Najważniejsze informacje dla biznesu

Sankcje amerykańskie utrudniają handel rosyjskim LNG

Rosja jest zmuszona magazynować skroplony gaz ziemny z projektu „Arctic LNG 2” z powodu amerykańskich sankcji, które zniechęcają potencjalnych nabywców. Trzy statki transportujące LNG z tego projektu wciąż nie znalazły swoich klientów oraz próbowały ukrywać swoje położenie. Choć Chiny i Indie mogą być potencjalnymi odbiorcami rosyjskiego LNG, Rosja musi oferować znaczne zniżki, aby sprzedać swój gaz w warunkach sankcji. Projekt „Arctic LNG 2” ma kluczowe znaczenie dla Kremla.
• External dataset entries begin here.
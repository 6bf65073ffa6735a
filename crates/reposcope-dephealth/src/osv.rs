//! The OSV batch-query + per-vulnerability detail workflow, and
//! CVSS-derived confidence scoring.

use std::collections::HashMap;

use async_trait::async_trait;
use camino::Utf8Path;
use reposcope_core::http::build_client;
use reqwest_middleware::ClientWithMiddleware;
use serde::{Deserialize, Serialize};

use crate::clients::ClientError;
use crate::manifest::Ecosystem;

const OSV_API_BASE: &str = "https://api.osv.dev/v1";

/// Maps this crate's [`Ecosystem`] to OSV's own ecosystem identifiers.
pub fn osv_ecosystem_name(ecosystem: Ecosystem) -> &'static str {
    match ecosystem {
        Ecosystem::Go => "Go",
        Ecosystem::Npm => "npm",
        Ecosystem::Cargo => "crates.io",
        Ecosystem::Maven => "Maven",
        Ecosystem::NuGet => "NuGet",
        Ecosystem::PyPI => "PyPI",
    }
}

#[derive(Debug, Clone, Serialize)]
struct OsvPackage {
    name: String,
    ecosystem: String,
}

#[derive(Debug, Clone, Serialize)]
struct OsvQuery {
    package: OsvPackage,
    version: String,
}

#[derive(Debug, Clone, Serialize)]
struct OsvBatchRequest {
    queries: Vec<OsvQuery>,
}

#[derive(Debug, Clone, Deserialize)]
struct OsvBatchResponse {
    results: Vec<OsvBatchResult>,
}

#[derive(Debug, Clone, Deserialize, Default)]
struct OsvBatchResult {
    #[serde(default)]
    vulns: Vec<OsvVulnId>,
}

#[derive(Debug, Clone, Deserialize)]
struct OsvVulnId {
    id: String,
}

/// A full OSV vulnerability record, the subset this workspace needs.
#[derive(Debug, Clone, Deserialize)]
pub struct OsvVulnerability {
    pub id: String,
    #[serde(default)]
    pub summary: Option<String>,
    #[serde(default)]
    pub aliases: Vec<String>,
    #[serde(default)]
    pub severity: Vec<OsvSeverity>,
    #[serde(default)]
    pub affected: Vec<OsvAffected>,
}

#[derive(Debug, Clone, Deserialize)]
pub struct OsvSeverity {
    #[serde(rename = "type")]
    pub kind: String,
    pub score: String,
}

#[derive(Debug, Clone, Deserialize, Default)]
pub struct OsvAffected {
    #[serde(default)]
    pub ranges: Vec<OsvRange>,
}

#[derive(Debug, Clone, Deserialize, Default)]
pub struct OsvRange {
    #[serde(default)]
    pub events: Vec<OsvEvent>,
}

#[derive(Debug, Clone, Deserialize, Default)]
pub struct OsvEvent {
    #[serde(default)]
    pub fixed: Option<String>,
}

impl OsvVulnerability {
    /// The CVSS v3 vector string among this record's severities, if any.
    pub fn cvss_vector(&self) -> Option<&str> {
        self.severity
            .iter()
            .find(|s| s.kind.starts_with("CVSS_V3"))
            .map(|s| s.score.as_str())
    }

    /// The first CVE alias, if this record carries one.
    pub fn cve_alias(&self) -> Option<&str> {
        self.aliases.iter().find(|a| a.starts_with("CVE-")).map(String::as_str)
    }

    /// The id a human-facing title should reference: the first CVE alias,
    /// falling back to the raw OSV id when none exists.
    pub fn display_id(&self) -> &str {
        self.cve_alias().unwrap_or(&self.id)
    }

    /// The first `fixed` version named in any affected range, if any.
    pub fn fixed_version(&self) -> Option<&str> {
        self.affected
            .iter()
            .flat_map(|a| a.ranges.iter())
            .flat_map(|r| r.events.iter())
            .find_map(|e| e.fixed.as_deref())
    }

    /// "Upgrade to v1.0.1." or "No fix available."
    pub fn upgrade_advice(&self) -> String {
        match self.fixed_version() {
            Some(version) => format!("Upgrade to {version}."),
            None => "No fix available.".to_string(),
        }
    }
}

/// A query target: one `(ecosystem, name, version)` dependency.
pub struct OsvTarget {
    pub ecosystem: Ecosystem,
    pub name: String,
    pub version: String,
}

#[async_trait]
pub trait OsvClient: Send + Sync {
    /// Batches `targets` into a single `querybatch` call, returning, for
    /// each target's index, the vulnerability IDs OSV reports against it.
    async fn query_batch(&self, targets: &[OsvTarget]) -> Result<Vec<Vec<String>>, ClientError>;

    /// Fetches the full record for a single vulnerability ID.
    async fn vulnerability(&self, id: &str) -> Result<OsvVulnerability, ClientError>;
}

pub struct HttpOsvClient {
    client: ClientWithMiddleware,
}

impl HttpOsvClient {
    pub fn new(cache_dir: &Utf8Path) -> Self {
        Self {
            client: build_client("api.osv.dev", cache_dir, 3, Default::default()),
        }
    }
}

#[async_trait]
impl OsvClient for HttpOsvClient {
    async fn query_batch(&self, targets: &[OsvTarget]) -> Result<Vec<Vec<String>>, ClientError> {
        let request = OsvBatchRequest {
            queries: targets
                .iter()
                .map(|t| OsvQuery {
                    package: OsvPackage {
                        name: t.name.clone(),
                        ecosystem: osv_ecosystem_name(t.ecosystem).to_string(),
                    },
                    version: t.version.clone(),
                })
                .collect(),
        };

        let url = format!("{OSV_API_BASE}/querybatch");
        let resp = self.client.post(&url).json(&request).send().await?.error_for_status()?;
        let body: OsvBatchResponse = resp.json().await?;
        Ok(body.results.into_iter().map(|r| r.vulns.into_iter().map(|v| v.id).collect()).collect())
    }

    async fn vulnerability(&self, id: &str) -> Result<OsvVulnerability, ClientError> {
        let url = format!("{OSV_API_BASE}/vulns/{id}");
        let resp = self.client.get(&url).send().await?;
        if resp.status() == reqwest::StatusCode::NOT_FOUND {
            return Err(ClientError::NotFound);
        }
        Ok(resp.error_for_status()?.json().await?)
    }
}

/// Confidence for a `vulnerable-dependency` signal, derived from a CVSS
/// v3 vector string: any of `C:H`/`I:H`/`A:H` -> high (0.95); any
/// `C:L`/`I:L`/`A:L` -> medium (0.80); all `N` -> low (0.60); absent
/// severity -> default 0.80.
pub fn cvss_confidence(vector: Option<&str>) -> f64 {
    let Some(vector) = vector else {
        return 0.80;
    };

    let mut values: HashMap<&str, &str> = HashMap::new();
    for part in vector.split('/') {
        if let Some((key, value)) = part.split_once(':') {
            values.insert(key, value);
        }
    }

    let impact_metrics = ["C", "I", "A"];
    if impact_metrics.iter().any(|k| values.get(k) == Some(&"H")) {
        return 0.95;
    }
    if impact_metrics.iter().any(|k| values.get(k) == Some(&"L")) {
        return 0.80;
    }
    if impact_metrics.iter().all(|k| values.get(k) == Some(&"N")) {
        return 0.60;
    }
    0.80
}

#[cfg(test)]
mod tests {
    use super::*;

    #[test]
    fn high_impact_vector_scores_high() {
        let vector = "CVSS:3.1/AV:N/AC:L/PR:N/UI:N/S:U/C:H/I:H/A:H";
        assert_eq!(cvss_confidence(Some(vector)), 0.95);
    }

    #[test]
    fn low_impact_vector_scores_medium() {
        let vector = "CVSS:3.1/AV:N/AC:L/PR:N/UI:N/S:U/C:L/I:L/A:N";
        assert_eq!(cvss_confidence(Some(vector)), 0.80);
    }

    #[test]
    fn all_none_vector_scores_low() {
        let vector = "CVSS:3.1/AV:N/AC:L/PR:N/UI:N/S:U/C:N/I:N/A:N";
        assert_eq!(cvss_confidence(Some(vector)), 0.60);
    }

    #[test]
    fn absent_severity_defaults_to_medium_high() {
        assert_eq!(cvss_confidence(None), 0.80);
    }

    #[test]
    fn osv_ecosystem_names_match_osv_vocabulary() {
        assert_eq!(osv_ecosystem_name(Ecosystem::Cargo), "crates.io");
        assert_eq!(osv_ecosystem_name(Ecosystem::PyPI), "PyPI");
    }

    #[test]
    fn display_id_prefers_cve_alias() {
        let vuln = OsvVulnerability {
            id: "GHSA-xxxx-yyyy-zzzz".to_string(),
            summary: None,
            aliases: vec!["CVE-2024-12345".to_string()],
            severity: Vec::new(),
            affected: Vec::new(),
        };
        assert_eq!(vuln.display_id(), "CVE-2024-12345");
    }

    #[test]
    fn display_id_falls_back_to_osv_id_without_cve_alias() {
        let vuln = OsvVulnerability {
            id: "GHSA-xxxx-yyyy-zzzz".to_string(),
            summary: None,
            aliases: Vec::new(),
            severity: Vec::new(),
            affected: Vec::new(),
        };
        assert_eq!(vuln.display_id(), "GHSA-xxxx-yyyy-zzzz");
    }

    #[test]
    fn upgrade_advice_names_fixed_version() {
        let vuln = OsvVulnerability {
            id: "OSV-1".to_string(),
            summary: None,
            aliases: Vec::new(),
            severity: Vec::new(),
            affected: vec![OsvAffected {
                ranges: vec![OsvRange {
                    events: vec![OsvEvent { fixed: Some("v1.0.1".to_string()) }],
                }],
            }],
        };
        assert_eq!(vuln.upgrade_advice(), "Upgrade to v1.0.1.");
    }

    #[test]
    fn upgrade_advice_without_fix_says_so() {
        let vuln = OsvVulnerability {
            id: "OSV-1".to_string(),
            summary: None,
            aliases: Vec::new(),
            severity: Vec::new(),
            affected: Vec::new(),
        };
        assert_eq!(vuln.upgrade_advice(), "No fix available.");
    }
}
//! Scan-scoped author anonymization.
//!
//! The anonymizer is constructed fresh for each run, never shared across
//! runs, and maps a given real name to the same label for the lifetime of
//! one scan.

use std::collections::HashMap;

/// Assigns stable `Contributor A`, `Contributor B`, ... labels to author
/// names within a single scan.
#[derive(Default)]
pub struct Anonymizer {
    labels: HashMap<String, String>,
}

impl Anonymizer {
    pub fn new() -> Self {
        Self::default()
    }

    /// Returns the stable label for `name`, minting a new one on first use.
    pub fn anonymize(&mut self, name: &str) -> String {
        if let Some(label) = self.labels.get(name) {
            return label.clone();
        }
        let label = Self::label_for_index(self.labels.len());
        self.labels.insert(name.to_string(), label.clone());
        label
    }

    /// `0 -> A`, `25 -> Z`, `26 -> AA`, `27 -> AB`, ...
    fn label_for_index(mut index: usize) -> String {
        let mut letters = Vec::new();
        loop {
            let rem = index % 26;
            letters.push((b'A' + rem as u8) as char);
            if index < 26 {
                break;
            }
            index = index / 26 - 1;
        }
        letters.reverse();
        format!("Contributor {}", letters.into_iter().collect::<String>())
    }
}

#[cfg(test)]
mod tests {
    use super::*;

    #[test]
    fn stable_within_scan() {
        let mut anon = Anonymizer::new();
        let a1 = anon.anonymize("Alice");
        let a2 = anon.anonymize("Alice");
        assert_eq!(a1, a2);
    }

    #[test]
    fn distinct_inputs_map_distinctly() {
        let mut anon = Anonymizer::new();
        let a = anon.anonymize("Alice");
        let b = anon.anonymize("Bob");
        assert_ne!(a, b);
    }

    #[test]
    fn wraps_past_26_contributors() {
        let mut anon = Anonymizer::new();
        for i in 0..26 {
            anon.anonymize(&format!("user-{i}"));
        }
        let label = anon.anonymize("user-26");
        assert_eq!(label, "Contributor AA");
    }
}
Miał on zapewnić jedną piątą produkowanego LNG w Rosji do 2030 roku.

Sankcje gospodarcze nakładane na Rosję za rozpoczęty dwa i pół roku temu pełnoskalowy atak na Ukrainę dotykają rosyjski sektor energetyczny, w tym wypadku produkcję skroplonego gazu ziemnego (LNG). W wyniku wprowadzonych przez Stany Zjednoczone w listopadzie ubiegłego roku sankcji na „Arctic LNG 2”, rozwijany przez państwową spółkę „Novatek” projekt eksportu LNG z Rosji napotkał na wyraźne utrudnienia.

Trzy statki (wśród nich jeden o nazwie „Everest Energy”) nie zdołały dostarczyć odbiorcom przewożonego przez siebie towaru z powodu braku chętnych i z tego względu „Everest Energy” miał wedle doniesień „Financial Times” na początku września zawinąć do portu w okolicach Murmańska na północy Rosji. Podobny los spotkał jednostkę „Asya Energy”, a statek „Pioneer” utknął pod koniec sierpnia w Port Said w Egipcie w wyniku nałożenia osobnych sankcji na jego właściciela i zarządcę.

Statki ukrywały także swoje położenie na morzu, na przykład manipulując ich transponderami. Pływając pod banderą Palau, państwa położonego na Pacyfiku, należą one do tzw. „floty cieni” (ang. shadow fleet). Chodzi o statki, które nie są formalnie zgłoszone lub są przypisane do krajów o egzotycznym charakterze i nie figurują w oficjalnych rejestrach ani raportach.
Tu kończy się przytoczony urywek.